Quando tinha por volta dos meus doze anos, me lembro de estar atrasado para a escola. Minha mãe gritava lá de baixo para que eu logo fosse tomar café. Mas eu não achava minha blusa do uniforme.


Ensino rígido do interior, sem ela não entraria.


Depois de muito ouvir xingos por minha desorganização, fui atrasado e sem comer.


Desde aquele dia aprendi a organizar melhor minhas coisas, não queria viver aquilo novamente. Sentei na carteira com fome e sem dinheiro para o lanche no intervalo.


Mas acho que exagerei, fiquei tão organizado que tive problemas na vida adulta.


No trabalho não gostava que tirassem meus papéis de lugar, em casa fotografava minha estante para garantir que todos os livros voltassem a ordem pré-estabelecida e assim fui me tornando um noiado pela ordem.


Ele sempre reclamou disso, que nossa casa não podia ter um fio fora do lugar. As brigas se acumularam, acentuaram.

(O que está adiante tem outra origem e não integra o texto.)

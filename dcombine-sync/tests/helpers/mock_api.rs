//! Loopback stand-in for the remote contacts API

use axum::extract::{Query, State};
use axum::http::StatusCode;
use axum::response::{IntoResponse, Response};
use axum::routing::get;
use axum::{Json, Router};
use dcombine_common::config::{ApiConfig, HarvestConfig};
use dcombine_sync::services::{ApiClient, Harvester};
use serde_json::Value;
use std::collections::{HashMap, VecDeque};
use std::sync::{Arc, Mutex};

/// Canned response: status and JSON body
pub type Reply = (u16, Value);

#[derive(Clone, Default)]
pub struct MockState {
    replies: Arc<Mutex<HashMap<String, VecDeque<Reply>>>>,
    requests: Arc<Mutex<Vec<(String, String, HashMap<String, String>)>>>,
}

impl MockState {
    /// Queue replies for `path`, served in order; the last one repeats
    pub fn queue(&self, path: &str, replies: Vec<Reply>) {
        self.replies
            .lock()
            .unwrap()
            .entry(path.to_string())
            .or_default()
            .extend(replies);
    }

    /// `(method, path, query)` of every request received
    pub fn requests(&self) -> Vec<(String, String, HashMap<String, String>)> {
        self.requests.lock().unwrap().clone()
    }

    fn next_reply(&self, path: &str) -> Reply {
        let mut replies = self.replies.lock().unwrap();
        match replies.get_mut(path) {
            Some(queue) if queue.len() > 1 => queue.pop_front().unwrap(),
            Some(queue) if !queue.is_empty() => queue[0].clone(),
            _ => (404, Value::Null),
        }
    }

    fn respond(&self, method: &str, path: &str, query: HashMap<String, String>) -> Response {
        self.requests
            .lock()
            .unwrap()
            .push((method.to_string(), path.to_string(), query));
        let (status, body) = self.next_reply(&format!("{} {}", method, path));
        (StatusCode::from_u16(status).unwrap(), Json(body)).into_response()
    }
}

async fn get_contacts(State(state): State<MockState>, Query(q): Query<HashMap<String, String>>) -> Response {
    state.respond("GET", "/v2/contacts", q)
}

async fn post_contacts(
    State(state): State<MockState>,
    Query(q): Query<HashMap<String, String>>,
    Json(_body): Json<Value>,
) -> Response {
    state.respond("POST", "/v2/contacts", q)
}

async fn get_lists(State(state): State<MockState>, Query(q): Query<HashMap<String, String>>) -> Response {
    state.respond("GET", "/v2/lists", q)
}

/// Start the mock on an ephemeral port; returns its base URI
pub async fn start(state: MockState) -> String {
    let app = Router::new()
        .route("/v2/contacts", get(get_contacts).post(post_contacts))
        .route("/v2/lists", get(get_lists))
        .with_state(state);

    let listener = tokio::net::TcpListener::bind("127.0.0.1:0").await.unwrap();
    let addr = listener.local_addr().unwrap();
    tokio::spawn(async move {
        axum::serve(listener, app).await.unwrap();
    });
    format!("http://{}", addr)
}

pub fn api_config(base_uri: &str) -> ApiConfig {
    ApiConfig {
        base_uri: base_uri.to_string(),
        api_key: Some("test-key".to_string()),
        access_token: Some("test-token".to_string()),
    }
}

pub fn client(base_uri: &str) -> ApiClient {
    ApiClient::new(&api_config(base_uri)).unwrap()
}

pub fn harvester(base_uri: &str) -> Harvester {
    Harvester::new(client(base_uri), HarvestConfig::default())
}
//! dcombine-sync - contact synchronization CLI
//!
//! Harvests remote lists and contacts, caches them in a JSON snapshot and
//! reconciles them into the local SQLite store.

use std::fs::OpenOptions;
use std::path::PathBuf;
use std::sync::Mutex;

use anyhow::{Context, Result};
use clap::{Parser, Subcommand};
use dcombine_common::config::{CliOverrides, LoggingConfig, Settings};
use dcombine_common::db::init_database;
use tokio::sync::mpsc;
use tokio_util::sync::CancellationToken;
use tracing::{info, warn};
use tracing_subscriber::EnvFilter;

use dcombine_sync::services::{
    self, ApiClient, Collection, ConsoleProgress, Harvester, PublishOptions, PublishOutcome, ReconcileReport,
    Reconciler, SaveMode, Snapshot, SnapshotStore,
};

/// Command-line arguments for dcombine-sync
#[derive(Parser, Debug)]
#[command(name = "dcombine-sync")]
#[command(about = "Synchronize remote contacts and lists into a local database")]
#[command(version)]
struct Args {
    /// TOML configuration file
    #[arg(long, global = true, env = "DCOMBINE_CONFIG")]
    config: Option<PathBuf>,

    /// SQLite database file
    #[arg(long, global = true)]
    database: Option<PathBuf>,

    /// JSON snapshot file
    #[arg(long, global = true)]
    snapshot: Option<PathBuf>,

    /// Developer API key
    #[arg(long, global = true)]
    api_key: Option<String>,

    /// Account access token
    #[arg(long, global = true)]
    access_token: Option<String>,

    /// Log level, used when RUST_LOG is unset
    #[arg(long, global = true)]
    log_level: Option<String>,

    #[command(subcommand)]
    command: Command,
}

#[derive(Subcommand, Debug)]
enum Command {
    /// Download lists and contacts into the snapshot
    Harvest {
        /// Replace the snapshot instead of merging into it
        #[arg(long)]
        replace: bool,
    },
    /// Reconcile the snapshot into the database
    Combine,
    /// Harvest records modified since the last run and reconcile them
    Refresh,
    /// Harvest and reconcile, printing phase progress as JSON lines
    Task,
    /// Score stored contacts against an email and/or name
    Match {
        #[arg(long)]
        email: Option<String>,
        #[arg(long)]
        first: Option<String>,
        #[arg(long)]
        last: Option<String>,
    },
    /// Print a stored contact in the remote record shape
    Export {
        /// Remote contact id
        cc_id: i64,
    },
    /// Post a stored contact to the remote API
    Publish {
        /// Remote contact id
        cc_id: i64,
        /// Skip the remote lookup by email
        #[arg(long)]
        no_check: bool,
        /// Post even when the remote already has the contact
        #[arg(long)]
        allow_update: bool,
    },
}

#[tokio::main]
async fn main() -> Result<()> {
    let args = Args::parse();

    let overrides = CliOverrides {
        config: args.config.clone(),
        database: args.database.clone(),
        snapshot: args.snapshot.clone(),
        api_key: args.api_key.clone(),
        access_token: args.access_token.clone(),
    };
    let mut settings = Settings::resolve(&overrides).context("Failed to resolve configuration")?;
    if let Some(level) = &args.log_level {
        settings.logging.level = level.clone();
    }

    init_tracing(&settings.logging)?;

    info!("Starting dcombine-sync {}", env!("CARGO_PKG_VERSION"));
    info!("Database: {}", settings.database_path.display());

    let pool = init_database(&settings.database_path)
        .await
        .context("Failed to open database")?;

    let cancel_token = CancellationToken::new();
    spawn_interrupt_handler(cancel_token.clone());

    let reconciler = Reconciler::new(pool.clone())?.with_cancellation(cancel_token);
    let store = SnapshotStore::new(settings.snapshot_path.clone());

    match args.command {
        Command::Harvest { replace } => {
            let harvester = harvester(&settings)?;
            let lists = harvester.harvest(Collection::Lists, None).await?;
            let contacts = harvester.harvest(Collection::Contacts, None).await?;
            if !lists.is_complete() || !contacts.is_complete() {
                warn!("Harvest ended early; saving the records gathered so far");
            }

            let snapshot = Snapshot {
                contacts: contacts.records,
                cclists: lists.records,
                ..Default::default()
            };
            let mode = if replace { SaveMode::Replace } else { SaveMode::Merge };
            let saved = store.save(&snapshot, mode)?;
            info!(
                contacts = saved.contacts.len(),
                lists = saved.cclists.len(),
                "Snapshot written to {}",
                store.path().display()
            );
        }
        Command::Combine => {
            let mut snapshot = store
                .load()
                .with_context(|| format!("Failed to read snapshot {}", store.path().display()))?;
            let report = reconciler
                .reconcile(&snapshot.cclists, &snapshot.contacts, &ConsoleProgress)
                .await;
            log_report(&report);

            if !report.remediation.is_empty() {
                snapshot.to_remediate.merge(&report.remediation);
                store.save(&snapshot, SaveMode::Replace)?;
            }
        }
        Command::Refresh => {
            let harvester = harvester(&settings)?;
            let outcome = services::refresh(&harvester, &reconciler, &ConsoleProgress).await?;
            if !outcome.harvest_complete {
                warn!("Refresh reconciled a partial harvest");
            }
            log_report(&outcome.report);
        }
        Command::Task => {
            let harvester = harvester(&settings)?;
            let (tx, mut rx) = mpsc::unbounded_channel();
            let printer = tokio::spawn(async move {
                while let Some(progress) = rx.recv().await {
                    match serde_json::to_string(&progress) {
                        Ok(line) => println!("{}", line),
                        Err(e) => warn!("Could not encode progress: {}", e),
                    }
                }
            });

            let report = services::run_task(&harvester, &reconciler, tx).await?;
            printer.await?;
            log_report(&report);
        }
        Command::Match { email, first, last } => {
            let scores =
                services::match_contacts(&pool, email.as_deref(), first.as_deref(), last.as_deref()).await?;
            println!("{}", serde_json::to_string_pretty(&scores)?);
        }
        Command::Export { cc_id } => {
            let record = services::export_contact(&pool, cc_id).await?;
            println!("{}", serde_json::to_string_pretty(&record)?);
        }
        Command::Publish {
            cc_id,
            no_check,
            allow_update,
        } => {
            let client = ApiClient::new(&settings.api)?;
            let options = PublishOptions {
                check_existing: !no_check,
                allow_update,
            };
            match services::publish_contact(&client, &pool, &settings.harvest.contacts_uri, cc_id, options).await? {
                PublishOutcome::Skipped { .. } => info!("Contact {} not published", cc_id),
                PublishOutcome::Published { response } => {
                    println!("{}", serde_json::to_string_pretty(&response)?)
                }
            }
        }
    }

    pool.close().await;
    Ok(())
}

fn harvester(settings: &Settings) -> Result<Harvester> {
    settings.require_api_key()?;
    let client = ApiClient::new(&settings.api)?;
    Ok(Harvester::new(client, settings.harvest.clone()))
}

/// Install the fmt subscriber; RUST_LOG wins over the configured level
fn init_tracing(logging: &LoggingConfig) -> Result<()> {
    let filter = EnvFilter::try_from_default_env().unwrap_or_else(|_| EnvFilter::new(&logging.level));

    match &logging.file {
        Some(path) => {
            let file = OpenOptions::new()
                .create(true)
                .append(true)
                .open(path)
                .with_context(|| format!("Failed to open log file {}", path.display()))?;
            tracing_subscriber::fmt()
                .with_env_filter(filter)
                .with_writer(Mutex::new(file))
                .with_ansi(false)
                .init();
        }
        None => {
            tracing_subscriber::fmt()
                .with_env_filter(filter)
                .with_writer(std::io::stderr)
                .init();
        }
    }
    Ok(())
}

fn spawn_interrupt_handler(token: CancellationToken) {
    tokio::spawn(async move {
        if tokio::signal::ctrl_c().await.is_ok() {
            info!("Interrupt requested, stopping after the current contact");
            token.cancel();
        }
    });
}

fn log_report(report: &ReconcileReport) {
    info!(
        lists_inserted = report.lists.inserted,
        lists_unchanged = report.lists.unchanged,
        list_conflicts = report.lists.conflicts,
        created = report.created,
        updated = report.updated,
        unchanged = report.unchanged,
        failed = report.failed,
        remediation = report.remediation.len(),
        interrupted = report.interrupted,
        "Reconciliation finished: {}/{} contacts",
        report.processed,
        report.total
    );
}
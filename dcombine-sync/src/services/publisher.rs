//! Contact export and publish
//!
//! Renders a stored contact back into the remote record shape and posts it
//! to the remote API.

use dcombine_common::{Error, Result};
use serde_json::{json, Map, Value};
use sqlx::SqlitePool;
use tracing::{info, warn};

use super::api_client::{read_json, ApiClient};
use crate::db::sub_records::{self, StoredRecord};
use crate::db::{contacts, memberships, phones};
use crate::models::field_map::{
    choice_label, Choices, ADDRESS, ADDRESS_TYPE_CHOICES, CONFIRM_STATUS_CHOICES, EMAIL_ADDRESS,
    LIST_STATUS_CHOICES, NOTE, OPT_IN_SOURCE_CHOICES, STATUS_CHOICES,
};
use crate::models::PhoneRole;

/// Written into every exported record
pub const SOURCE_DETAILS: &str = "Data Combine";

const DEFAULT_STATUS: &str = "ACTIVE";

/// Publish behaviour
#[derive(Debug, Clone, Copy)]
pub struct PublishOptions {
    /// Look each email address up remotely before posting
    pub check_existing: bool,
    /// Post even when the remote already holds a matching contact
    pub allow_update: bool,
}

impl Default for PublishOptions {
    fn default() -> Self {
        Self {
            check_existing: true,
            allow_update: false,
        }
    }
}

#[derive(Debug, Clone, PartialEq)]
pub enum PublishOutcome {
    /// Remote already has the contact and updates are not allowed
    Skipped { existing: Value },
    Published { response: Value },
}

/// Render the stored contact with remote id `cc_id` as a remote record
pub async fn export_contact(pool: &SqlitePool, cc_id: i64) -> Result<Value> {
    let contact = {
        let mut conn = pool.acquire().await?;
        contacts::load_contact_by_cc_id(&mut *conn, cc_id).await?
    }
    .ok_or_else(|| Error::NotFound(format!("Contact {}", cc_id)))?;

    let mut phone_values: Map<String, Value> = PhoneRole::ALL
        .iter()
        .map(|role| (role.as_str().to_string(), Value::from("")))
        .collect();
    for (role, phone) in phones::load_contact_phones(pool, contact.guid).await? {
        phone_values.insert(role.as_str().to_string(), Value::from(phone.to_string()));
    }

    let addresses: Vec<Value> = sub_records::load_sub_records(pool, &ADDRESS, contact.guid)
        .await?
        .iter()
        .map(|a| {
            json!({
                "address_type": label(ADDRESS_TYPE_CHOICES, a.get("address_type")),
                "city": text(a, "city"),
                "id": text_or_empty(a, "cc_id"),
                "line1": text(a, "line1"),
                "line2": text(a, "line2"),
                "line3": text(a, "line3"),
                "postal_code": text(a, "postal_code"),
                "state": text(a, "state"),
                "state_code": text(a, "state_code"),
                "sub_postal_code": text(a, "sub_postal_code"),
            })
        })
        .collect();

    let email_addresses: Vec<Value> = sub_records::load_sub_records(pool, &EMAIL_ADDRESS, contact.guid)
        .await?
        .iter()
        .map(|e| {
            json!({
                "confirm_status": label(CONFIRM_STATUS_CHOICES, e.get("confirm_status")),
                "email_address": text(e, "email_address"),
                "id": text_or_empty(e, "cc_id"),
                "opt_in_date": text_or_empty(e, "opt_in_date"),
                "opt_in_source": label(OPT_IN_SOURCE_CHOICES, e.get("opt_in_source")).unwrap_or_default(),
                "status": label(STATUS_CHOICES, e.get("status")),
            })
        })
        .collect();

    let notes: Vec<Value> = sub_records::load_sub_records(pool, &NOTE, contact.guid)
        .await?
        .iter()
        .map(|n| {
            json!({
                "created_date": text(n, "created_date"),
                "id": text_or_empty(n, "cc_id"),
                "modified_date": text(n, "modified_date"),
                "note": text(n, "note"),
            })
        })
        .collect();

    let lists: Vec<Value> = memberships::load_contact_memberships(pool, contact.guid)
        .await?
        .into_iter()
        .map(|(list_cc_id, status)| {
            json!({
                "id": list_cc_id.to_string(),
                "status": choice_label(LIST_STATUS_CHOICES, &status),
            })
        })
        .collect();

    let status = choice_label(STATUS_CHOICES, &contact.status).unwrap_or_else(|| DEFAULT_STATUS.to_string());

    let mut record = json!({
        "addresses": addresses,
        "company_name": contact.company_name,
        "confirmed": contact.confirmed,
        "created_date": contact.created_date,
        "email_addresses": email_addresses,
        "first_name": contact.first_name,
        "id": contact.cc_id.to_string(),
        "job_title": contact.job_title,
        "last_name": contact.last_name,
        "lists": lists,
        "middle_name": contact.middle_name,
        "modified_date": contact.cc_modified_date,
        "notes": notes,
        "prefix_name": contact.prefix_name,
        "source": contact.source,
        "source_details": SOURCE_DETAILS,
        "status": status,
    });
    if let Value::Object(fields) = &mut record {
        fields.extend(phone_values);
    }

    Ok(record)
}

/// Export the contact and post it to `contacts_uri`
///
/// # Errors
/// - `Error::NotFound` when no contact has remote id `cc_id`
/// - `Error::Fetch` when the lookup or the post answers with status >= 400
pub async fn publish_contact(
    client: &ApiClient,
    pool: &SqlitePool,
    contacts_uri: &str,
    cc_id: i64,
    options: PublishOptions,
) -> Result<PublishOutcome> {
    let record = export_contact(pool, cc_id).await?;

    if options.check_existing {
        let emails = record["email_addresses"]
            .as_array()
            .into_iter()
            .flatten()
            .filter_map(|e| e["email_address"].as_str());

        for email in emails {
            let response = client.get(contacts_uri, &[("email", email.to_string())]).await?;
            let body = read_json(response).await?.map_err(Error::from)?;

            let existing = body.get("results").filter(|r| match r {
                Value::Array(results) => !results.is_empty(),
                Value::Null => false,
                _ => true,
            });

            if let Some(existing) = existing {
                if !options.allow_update {
                    warn!(
                        "Updates not allowed and contact exists: {}, quitting.",
                        existing
                    );
                    return Ok(PublishOutcome::Skipped {
                        existing: existing.clone(),
                    });
                }
            }
        }
    }

    let params = [("action_by", "ACTION_BY_OWNER".to_string())];
    let response = client.post_json(contacts_uri, &params, &record).await?;
    let reason = response.status().canonical_reason().unwrap_or("").to_string();
    let body = read_json(response).await?.map_err(Error::from)?;

    let remote_id = body.get("id").cloned().unwrap_or_default();
    info!("{} ID#: {}", reason, remote_id);
    Ok(PublishOutcome::Published { response: body })
}

fn text(record: &StoredRecord, column: &str) -> Value {
    record.get(column).cloned().flatten().into()
}

fn text_or_empty(record: &StoredRecord, column: &str) -> Value {
    Value::from(record.get(column).cloned().flatten().unwrap_or_default())
}

fn label(choices: Choices, code: Option<&Option<String>>) -> Option<String> {
    code.and_then(Option::as_deref)
        .and_then(|c| choice_label(choices, c))
}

Não muito depois, descobri que ele estava de conversinhas com outro, o novato do trabalho. Talvez um desorganizado que deixava tudo largado, toalha em cima da cama.


Será que isso lhe dava tesão?


Magoado, decidi terminar, considerei o flerte uma traição.

Uma semana depois ele me ligou querendo conversar, acabamos voltando, apesar da mágoa o sentimento era maior. Foda foi ele me perguntar se eu tinha ficado com alguém nessa semana.


Engoli em seco meu café e menti. Organizado que sou, brinco que tenho meus flertes e casinhos em gavetas. Namorando deixo elas bem fechadas, mas solteiro, sabe como é. Não perco a chance.


Depois que perdi meu uniforme, aprendi a organizar melhor minhas gavetas, uma pena que ele, bagunceiro que é, nunca vai entender.